El ingreso desigual en México comienza desde el lugar donde se generan los salarios. Los datos muestran brechas claras entre norte y sur.
Ricardo Amador/NORO
La desigualdad económica en México se construye desde el origen del ingreso. Los datos de la ENIGH 2024 muestran que los hogares del norte del país tienen ingresos considerablemente más altos que los del sur. Nuevo León encabeza con un ingreso trimestral de $117,034 pesos por hogar, seguido de Baja California con $104,728 y Sonora con $94,721. Estas cifras superan el promedio nacional, que se ubica en $77,864 pesos trimestral, es decir, alrededor de $25 mil pesos mensuales.

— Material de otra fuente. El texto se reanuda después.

//! Application state

use std::path::PathBuf;
use std::sync::Arc;

use hc_core::marketplace::FileMarketStore;
use hc_core::payment::{AutoApproveGateway, PaymentGateway};

use crate::auth::AuthStore;

/// Shared application state
#[derive(Clone)]
pub struct AppState {
    inner: Arc<AppStateInner>,
}

struct AppStateInner {
    market: FileMarketStore,
    auth: AuthStore,
    payments: Arc<dyn PaymentGateway>,
}

impl AppState {
    /// Create a new AppState with the given data directory
    pub async fn new(data_dir: PathBuf) -> hc_core::Result<Self> {
        let market = FileMarketStore::new(data_dir.join("market.json")).await?;
        let auth = AuthStore::new(data_dir.join("auth"))
            .await
            .map_err(|err| hc_core::Error::Storage(err.to_string()))?;

        Ok(Self {
            inner: Arc::new(AppStateInner {
                market,
                auth,
                payments: Arc::new(AutoApproveGateway),
            }),
        })
    }

    /// Get reference to the marketplace store
    pub fn market(&self) -> &FileMarketStore {
        &self.inner.market
    }

    /// Get reference to the user registry
    pub fn auth(&self) -> &AuthStore {
        &self.inner.auth
    }

    /// Get the configured payment gateway
    pub fn payments(&self) -> &dyn PaymentGateway {
        self.inner.payments.as_ref()
    }
}
//! Payment gateway abstraction
//!
//! Confirming a booking charges the configured gateway first; a failed charge
//! leaves the booking pending. The development gateway approves everything.

use async_trait::async_trait;
use chrono::{DateTime, Utc};
use serde::{Deserialize, Serialize};
use thiserror::Error;
use uuid::Uuid;

/// How the guest pays.
#[derive(Debug, Clone, Serialize, Deserialize)]
#[serde(rename_all = "camelCase", tag = "kind")]
pub enum PaymentMethod {
    /// A tokenized card reference from the payment form
    Card { token: String },
    /// Settle at the property on arrival
    OnArrival,
}

impl Default for PaymentMethod {
    fn default() -> Self {
        Self::OnArrival
    }
}

/// Proof of a successful charge.
#[derive(Debug, Clone, Serialize)]
#[serde(rename_all = "camelCase")]
pub struct Receipt {
    pub id: Uuid,
    pub amount: f64,
    pub charged_at: DateTime<Utc>,
}

#[derive(Debug, Error)]
pub enum PaymentError {
    #[error("payment declined: {0}")]
    Declined(String),

    #[error("payment gateway unavailable: {0}")]
    GatewayUnavailable(String),
}

/// Seam to a payment provider.
#[async_trait]
pub trait PaymentGateway: Send + Sync {
    /// Charge `amount` using `method`, returning a receipt on success.
    async fn charge(&self, amount: f64, method: &PaymentMethod) -> Result<Receipt, PaymentError>;
}

/// Gateway used in development and demos: every charge succeeds.
pub struct AutoApproveGateway;

#[async_trait]
impl PaymentGateway for AutoApproveGateway {
    async fn charge(&self, amount: f64, _method: &PaymentMethod) -> Result<Receipt, PaymentError> {
        Ok(Receipt {
            id: Uuid::new_v4(),
            amount,
            charged_at: Utc::now(),
        })
    }
}
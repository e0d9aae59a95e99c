//! Marketplace repository trait
//!
//! Defines the storage interface for hotels and bookings. Every mutating
//! operation takes the acting identity so authorization is enforced at the
//! same layer that owns the data.

use async_trait::async_trait;
use uuid::Uuid;

use crate::booking::{Booking, BookingRequest, BookingStatus, PriceQuote, RoomAvailability, StayRange};
use crate::hotel::Hotel;
use crate::user::Actor;
use crate::Result;

#[async_trait]
pub trait MarketplaceRepository: Send + Sync {
    /// All listed hotels
    async fn list_hotels(&self) -> Result<Vec<Hotel>>;

    /// Get a hotel by ID
    async fn get_hotel(&self, id: Uuid) -> Result<Option<Hotel>>;

    /// Create or update a listing. Owners may only touch their own hotels;
    /// admins may touch any. Listing invariants are validated and the
    /// display price recomputed.
    async fn upsert_hotel(&self, actor: &Actor, hotel: Hotel) -> Result<Hotel>;

    /// Delete a listing (admin only). Cascades to every booking that
    /// references the hotel.
    async fn delete_hotel(&self, actor: &Actor, id: Uuid) -> Result<bool>;

    /// Every booking on the marketplace, for the admin dashboard
    async fn list_bookings(&self, actor: &Actor) -> Result<Vec<Booking>>;

    /// Bookings for one hotel, visible to its owner or an admin
    async fn list_bookings_for_hotel(&self, actor: &Actor, hotel_id: Uuid) -> Result<Vec<Booking>>;

    /// Bookings across all hotels owned by `owner_email`, newest first
    async fn list_bookings_for_owner(&self, owner_email: &str) -> Result<Vec<Booking>>;

    /// Bookings placed by a guest, newest first
    async fn list_bookings_for_guest(&self, guest_email: &str) -> Result<Vec<Booking>>;

    /// Get a booking by ID
    async fn get_booking(&self, id: Uuid) -> Result<Option<Booking>>;

    /// Place a booking. Validates role, date range, guest count and
    /// availability; the availability check and the insert happen under one
    /// write lock so a racing request cannot oversell the room.
    async fn create_booking(&self, actor: &Actor, request: BookingRequest) -> Result<Booking>;

    /// Move a pending booking to confirmed or cancelled. Only the hotel's
    /// owner or an admin may call this; terminal bookings never change.
    async fn update_booking_status(
        &self,
        actor: &Actor,
        booking_id: Uuid,
        status: BookingStatus,
        receipt_id: Option<Uuid>,
    ) -> Result<Booking>;

    /// Remaining inventory per room type for a candidate stay
    async fn room_availability(&self, hotel_id: Uuid, stay: StayRange) -> Result<Vec<RoomAvailability>>;

    /// Price preview for one room over a stay (degenerate ranges quote one night)
    async fn quote(&self, hotel_id: Uuid, room_id: Uuid, stay: StayRange) -> Result<PriceQuote>;

    /// Realized revenue for an owner: confirmed bookings only
    async fn confirmed_revenue(&self, owner_email: &str) -> Result<f64>;
}
//! User module
//!
//! Registry records and the authorization view (`Actor`) the repository
//! checks marketplace operations against.

mod model;

pub use model::*;
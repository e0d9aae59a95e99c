//! Hotel and room inventory model definitions

use serde::{Deserialize, Serialize};
use uuid::Uuid;

use crate::{Error, Result};

/// Maximum number of gallery images a listing may carry.
pub const MAX_HOTEL_IMAGES: usize = 3;

/// Amenity tags a hotel can advertise. Closed vocabulary; listings pick a set.
#[derive(Debug, Clone, Copy, PartialEq, Eq, Hash, Serialize, Deserialize)]
#[serde(rename_all = "camelCase")]
pub enum Amenity {
    Wifi,
    Pool,
    Parking,
    AirConditioning,
    Restaurant,
    Gym,
    Spa,
    PetFriendly,
    Bar,
    Tv,
    Kitchen,
    Washer,
    Dryer,
    Heating,
    BeachAccess,
    Fireplace,
    LakeView,
    BoatTours,
    DesertSafari,
}

/// Where a hotel is. City and country are required; the rest is display data.
#[derive(Debug, Clone, Serialize, Deserialize)]
#[serde(rename_all = "camelCase")]
pub struct Location {
    pub city: String,
    pub country: String,
    #[serde(skip_serializing_if = "Option::is_none")]
    pub address: Option<String>,
    #[serde(skip_serializing_if = "Option::is_none")]
    pub lat: Option<f64>,
    #[serde(skip_serializing_if = "Option::is_none")]
    pub lng: Option<f64>,
}

impl Location {
    pub fn new(city: impl Into<String>, country: impl Into<String>) -> Self {
        Self {
            city: city.into(),
            country: country.into(),
            address: None,
            lat: None,
            lng: None,
        }
    }
}

/// A category of room within a hotel.
///
/// `quantity` is the total number of physical units of this type; the
/// availability calculator subtracts peak concurrent usage from it.
#[derive(Debug, Clone, Serialize, Deserialize)]
#[serde(rename_all = "camelCase")]
pub struct RoomType {
    /// Unique room type identifier (referenced by bookings)
    pub id: Uuid,

    /// Display name (e.g., "Deluxe King")
    pub name: String,

    #[serde(skip_serializing_if = "Option::is_none")]
    pub description: Option<String>,

    /// Per-night price for the whole room, independent of occupancy
    pub price: f64,

    /// Number of beds in one unit
    pub beds: u32,

    /// Maximum guests one unit sleeps
    pub max_guests: u32,

    /// Total physical units of this type in the hotel
    pub quantity: u32,

    /// Image URL or embedded data
    pub image: String,
}

impl RoomType {
    /// Create a room type with the required fields
    pub fn new(name: impl Into<String>, price: f64, max_guests: u32, quantity: u32) -> Self {
        Self {
            id: Uuid::new_v4(),
            name: name.into(),
            description: None,
            price,
            beds: 1,
            max_guests,
            quantity,
            image: String::new(),
        }
    }

    /// Set the number of beds
    pub fn with_beds(mut self, beds: u32) -> Self {
        self.beds = beds;
        self
    }

    /// Set the description
    pub fn with_description(mut self, description: impl Into<String>) -> Self {
        self.description = Some(description.into());
        self
    }

    /// Set the image
    pub fn with_image(mut self, image: impl Into<String>) -> Self {
        self.image = image.into();
        self
    }

    fn validate(&self) -> Result<()> {
        if self.name.trim().is_empty() {
            return Err(Error::InvalidInput(
                "Room type name cannot be empty".to_string(),
            ));
        }
        if self.price <= 0.0 {
            return Err(Error::InvalidInput(format!(
                "Room type '{}' must have a positive price",
                self.name
            )));
        }
        if self.beds < 1 || self.max_guests < 1 || self.quantity < 1 {
            return Err(Error::InvalidInput(format!(
                "Room type '{}' needs at least one bed, guest slot and unit",
                self.name
            )));
        }
        Ok(())
    }
}

/// A property listed on the marketplace.
#[derive(Debug, Clone, Serialize, Deserialize)]
#[serde(rename_all = "camelCase")]
pub struct Hotel {
    /// Unique hotel identifier
    pub id: Uuid,

    /// Display name
    pub name: String,

    /// Email of the owning user. Weak reference: looked up by value,
    /// never enforced against the user registry.
    pub owner_email: String,

    pub location: Location,

    /// Gallery images, at most [`MAX_HOTEL_IMAGES`]
    pub images: Vec<String>,

    /// Guest rating, 0.0 to 5.0
    pub rating: f64,

    /// Display price: minimum room price when rooms exist, otherwise the
    /// owner-supplied indicative price. Recomputed by [`Hotel::normalize`].
    pub price_per_night: f64,

    pub description: String,

    pub amenities: Vec<Amenity>,

    pub room_types: Vec<RoomType>,
}

impl Hotel {
    /// Create a new listing with the required fields
    pub fn new(name: impl Into<String>, owner_email: impl Into<String>, location: Location) -> Self {
        Self {
            id: Uuid::new_v4(),
            name: name.into(),
            owner_email: owner_email.into(),
            location,
            images: Vec::new(),
            rating: 0.0,
            price_per_night: 0.0,
            description: String::new(),
            amenities: Vec::new(),
            room_types: Vec::new(),
        }
    }

    /// Set the description
    pub fn with_description(mut self, description: impl Into<String>) -> Self {
        self.description = description.into();
        self
    }

    /// Set the rating
    pub fn with_rating(mut self, rating: f64) -> Self {
        self.rating = rating;
        self
    }

    /// Set the indicative nightly price (used while no rooms are listed)
    pub fn with_price_per_night(mut self, price: f64) -> Self {
        self.price_per_night = price;
        self
    }

    /// Set the amenity tags
    pub fn with_amenities(mut self, amenities: Vec<Amenity>) -> Self {
        self.amenities = amenities;
        self
    }

    /// Add a room type
    pub fn with_room_type(mut self, room: RoomType) -> Self {
        self.room_types.push(room);
        self
    }

    /// Look up an embedded room type by id
    pub fn room_type(&self, room_id: Uuid) -> Option<&RoomType> {
        self.room_types.iter().find(|room| room.id == room_id)
    }

    /// True when `email` owns this listing. Emails compare case-insensitively.
    pub fn is_owned_by(&self, email: &str) -> bool {
        self.owner_email.eq_ignore_ascii_case(email)
    }

    /// Re-establish the display-price invariant: `price_per_night` equals the
    /// minimum room price whenever rooms exist. With no rooms, the
    /// owner-supplied indicative value is left alone.
    pub fn normalize(&mut self) {
        let min_room_price = self
            .room_types
            .iter()
            .map(|room| room.price)
            .fold(f64::INFINITY, f64::min);
        if min_room_price.is_finite() {
            self.price_per_night = min_room_price;
        }
    }

    /// Check listing invariants. Called before the store accepts an upsert.
    pub fn validate(&self) -> Result<()> {
        if self.name.trim().is_empty() {
            return Err(Error::InvalidInput("Hotel name cannot be empty".to_string()));
        }
        if self.owner_email.trim().is_empty() {
            return Err(Error::InvalidInput(
                "Hotel must have an owner email".to_string(),
            ));
        }
        if self.location.city.trim().is_empty() || self.location.country.trim().is_empty() {
            return Err(Error::InvalidInput(
                "Hotel location needs a city and a country".to_string(),
            ));
        }
        if self.images.len() > MAX_HOTEL_IMAGES {
            return Err(Error::InvalidInput(format!(
                "A listing carries at most {} images",
                MAX_HOTEL_IMAGES
            )));
        }
        if !(0.0..=5.0).contains(&self.rating) {
            return Err(Error::InvalidInput(
                "Rating must be between 0 and 5".to_string(),
            ));
        }
        for room in &self.room_types {
            room.validate()?;
        }
        Ok(())
    }
}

En contraste, los estados del sur presentan niveles mucho más bajos. Veracruz registra un ingreso trimestral de $53,030 pesos por hogar, Oaxaca $50,025, Guerrero $48,548 y Chiapas $41,084 pesos.
Este contraste evidencia que el punto de partida económico no es el mismo en todo el país. Incluso, el promedio nacional no refleja por igual la realidad de todos los hogares mexicanos.
Además, el 61% del ingreso de los hogares en México proviene del trabajo. Las diferencias en empleo, la formalidad y las oportunidades laborales entre regiones impactan directamente en las condiciones económicas de las familias.
El entorno que define el ingreso
Las diferencias en ingreso no se explican solo por una cifra final, sino por las condiciones en que ese ingreso se genera. Si la mayor parte del dinero en los hogares proviene del trabajo, entonces el entorno laboral de cada región se vuelve determinante.
La estabilidad laboral y la presencia de sectores productivos, también influyen directamente en cuánto pueden ganar las familias.

La ubicación impacta el acceso a servicios y opciones de vida. Vivir en una ciudad suele implicar mayor cercanía con transporte, educación, salud y oferta comercial. En zonas rurales, en cambio, estas opciones pueden ser limitadas y las personas requieren más tiempo o recursos para trasladarse y acceder a educación o salud.
A esto se suma el acceso a servicios financieros, que puede marcar diferencias en la forma en que las personas administran, ahorran o invierten su dinero.
En México, la inclusión financiera y la convivencia entre herramientas formales e informales para manejar el dinero continúan siendo desiguales entre regiones, lo que influye directamente en la experiencia económica de los hogares.
La desigualdad en la vida diaria
Las brechas económicas entre regiones terminan por reflejarse en la vida cotidiana. Las diferencias influyen en decisiones como el tipo de vivienda, la calidad de la alimentación, el acceso a servicios de salud o la posibilidad de ahorrar.Todas estas problemáticas se abonan al mismo entorno.

Cuando el ingreso es más bajo y las oportunidades son limitadas, las familias cuentan con menos margen para enfrentar imprevistos o mejorar su calidad de vida. En contextos con mayores ingresos y mejor acceso, el dinero puede rendir de forma distinta y ampliar las opciones. De esta manera, la desigualdad económica se manifiesta en aspectos concretos que atraviesan la vida diaria.
La ENIGH 2024 muestra que en México el ingreso no se genera en condiciones iguales para todos. Mientras el trabajo siga siendo la principal fuente de ingreso, las diferencias regionales en empleo y acceso a servicios básicos, continuarán marcando no solo cuánto ganan los hogares, sino también cómo pueden vivir.